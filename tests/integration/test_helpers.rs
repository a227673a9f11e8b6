// tests/integration/test_helpers.rs

//! Test helpers and utilities for integration tests

#![allow(dead_code)]

use futures::StreamExt;
use keyscope::core::client::{MemoryCluster, MemoryShard, ShardRef};
use keyscope::{Connection, KeyEntry, ScanDriver, ScanSession};
use std::sync::Arc;
use tracing_subscriber::EnvFilter;
use tracing_subscriber::prelude::*;

/// TestContext provides a scan engine wired to an in-memory store
pub struct TestContext {
    pub conn: Connection,
    pub driver: ScanDriver,
    /// Every shard backing the connection, in address order
    pub shards: Vec<Arc<MemoryShard>>,
    cluster: Option<MemoryCluster>,
}

impl TestContext {
    /// Creates a context backed by a single standalone shard
    pub fn standalone() -> Self {
        init_tracing();
        let shard = Arc::new(MemoryShard::new("127.0.0.1:6379"));
        let conn = Connection::standalone(shard.clone() as ShardRef);
        Self {
            driver: ScanDriver::new(conn.clone()),
            conn,
            shards: vec![shard],
            cluster: None,
        }
    }

    /// Creates a context backed by `shard_count` primaries splitting the slots evenly
    pub fn cluster(shard_count: usize) -> Self {
        init_tracing();
        let cluster = MemoryCluster::new(shard_count);
        let conn = Connection::cluster("10.0.0.1:7000", cluster.shard_map());
        Self {
            driver: ScanDriver::new(conn.clone()),
            conn,
            shards: cluster.shards().to_vec(),
            cluster: Some(cluster),
        }
    }

    /// The shard that stores `key`
    pub fn shard_for(&self, key: &str) -> &Arc<MemoryShard> {
        match &self.cluster {
            Some(cluster) => cluster.shard_for_key(key),
            None => &self.shards[0],
        }
    }

    pub fn set(&self, key: &str, value: &str) {
        self.shard_for(key).set(key.to_string(), value.to_string());
    }

    /// Stores `count` string keys named `{prefix}0` .. `{prefix}{count-1}`
    pub fn populate(&self, prefix: &str, count: usize) {
        for i in 0..count {
            self.set(&format!("{prefix}{i}"), &format!("value-{i}"));
        }
    }

    /// Runs one round to completion and returns everything it emitted
    pub async fn round(&self, session: &ScanSession) -> Vec<KeyEntry> {
        let (stream, _cancel) = self.driver.run_async(session);
        stream.collect().await
    }

    /// Runs `rounds` rounds and returns the distinct names found
    pub async fn rounds(&self, session: &ScanSession, rounds: usize) -> Vec<String> {
        let mut names = Vec::new();
        for _ in 0..rounds {
            for entry in self.round(session).await {
                assert!(!entry.is_error(), "unexpected error entry: {}", entry.name);
                names.push(entry.name);
            }
        }
        names
    }
}

/// Installs a test-friendly subscriber once; later calls are ignored
pub fn init_tracing() {
    let _ = tracing_subscriber::registry()
        .with(EnvFilter::new("warn"))
        .with(tracing_subscriber::fmt::layer().with_test_writer())
        .try_init();
}
// src/core/mod.rs

//! The central module containing the scan engine and everything it is built on.

pub mod client;
pub mod cluster;
pub mod errors;
pub mod protocol;
pub mod scan;
pub mod value;

pub use errors::KeyscopeError;
pub use protocol::RespFrame;
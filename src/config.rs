// src/config.rs

//! Manages configuration: loading from a TOML file, command-line overrides,
//! and validation.

use crate::core::client::ClientOptions;
use crate::core::scan::{JitterDelay, Throttle};
use anyhow::{Context, Result, anyhow};
use serde::{Deserialize, Serialize};
use std::fs;
use std::sync::Arc;
use std::time::Duration;
use tracing::warn;

/// Everything the `keyscope` binary can be configured with. Every field has a
/// default, so an empty file is a valid configuration.
#[derive(Serialize, Deserialize, Debug, Clone, PartialEq)]
pub struct Config {
    /// `redis://` or `rediss://` URI of the store, or of a cluster seed node.
    #[serde(default = "default_uri")]
    pub uri: String,
    /// Discover and scan every primary of a cluster.
    #[serde(default)]
    pub cluster: bool,
    /// Keys requested from each shard per round.
    #[serde(default = "default_page_size")]
    pub page_size: usize,
    #[serde(default = "default_log_level")]
    pub log_level: String,
    /// When set, logs go to this file instead of stderr.
    #[serde(default)]
    pub debug_log: Option<String>,

    #[serde(with = "humantime_serde", default = "default_connect_timeout")]
    pub connect_timeout: Duration,
    #[serde(with = "humantime_serde", default = "default_read_timeout")]
    pub read_timeout: Duration,
    #[serde(with = "humantime_serde", default = "default_write_timeout")]
    pub write_timeout: Duration,

    /// Pause before each emitted entry, for watching incremental delivery.
    #[serde(with = "humantime_serde", default)]
    pub debug_delay: Option<Duration>,
    /// Fraction of `debug_delay` applied as random jitter in either direction.
    #[serde(default = "default_debug_delay_jitter")]
    pub debug_delay_jitter: f64,
}

fn default_uri() -> String {
    "redis://127.0.0.1:6379".to_string()
}
fn default_page_size() -> usize {
    100
}
fn default_log_level() -> String {
    "info".to_string()
}
fn default_connect_timeout() -> Duration {
    Duration::from_secs(5)
}
fn default_read_timeout() -> Duration {
    Duration::from_secs(10)
}
fn default_write_timeout() -> Duration {
    Duration::from_secs(5)
}
fn default_debug_delay_jitter() -> f64 {
    0.5
}

impl Default for Config {
    fn default() -> Self {
        Self {
            uri: default_uri(),
            cluster: false,
            page_size: default_page_size(),
            log_level: default_log_level(),
            debug_log: None,
            connect_timeout: default_connect_timeout(),
            read_timeout: default_read_timeout(),
            write_timeout: default_write_timeout(),
            debug_delay: None,
            debug_delay_jitter: default_debug_delay_jitter(),
        }
    }
}

impl Config {
    /// Creates a new `Config` instance by reading and parsing a TOML file.
    pub fn from_file(path: &str) -> Result<Self> {
        let contents = fs::read_to_string(path)
            .with_context(|| format!("Failed to read config file at '{path}'"))?;
        let config: Config = toml::from_str(&contents)
            .with_context(|| format!("Failed to parse TOML from '{path}'"))?;
        config.validate()?;
        Ok(config)
    }

    /// Checks the configuration for values the engine cannot work with.
    pub fn validate(&self) -> Result<()> {
        if self.uri.trim().is_empty() {
            return Err(anyhow!("uri cannot be empty"));
        }
        if self.page_size == 0 {
            return Err(anyhow!("page_size cannot be 0"));
        }
        if !(0.0..=1.0).contains(&self.debug_delay_jitter) {
            return Err(anyhow!(
                "debug_delay_jitter must be between 0 and 1, got {}",
                self.debug_delay_jitter
            ));
        }
        for (name, value) in [
            ("connect_timeout", self.connect_timeout),
            ("read_timeout", self.read_timeout),
            ("write_timeout", self.write_timeout),
        ] {
            if value.is_zero() {
                return Err(anyhow!("{name} cannot be 0"));
            }
        }
        if self.page_size > 10_000 {
            warn!(
                "large page_size setting: {}. Each round may block the store for a while.",
                self.page_size
            );
        }
        Ok(())
    }

    pub fn client_options(&self) -> ClientOptions {
        ClientOptions {
            connect_timeout: self.connect_timeout,
            read_timeout: self.read_timeout,
            write_timeout: self.write_timeout,
        }
    }

    /// The emit delay to install on the driver, if one is configured.
    pub fn throttle(&self) -> Option<Arc<dyn Throttle>> {
        self.debug_delay
            .filter(|d| !d.is_zero())
            .map(|d| Arc::new(JitterDelay::new(d, self.debug_delay_jitter)) as Arc<dyn Throttle>)
    }
}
++++++++++
§ TASK STATEMENT:
Could you state how many lines of the records contain "KeyEntry"? Give the number and nothing else.

§ RESULT OF THIS EXERCISE:
2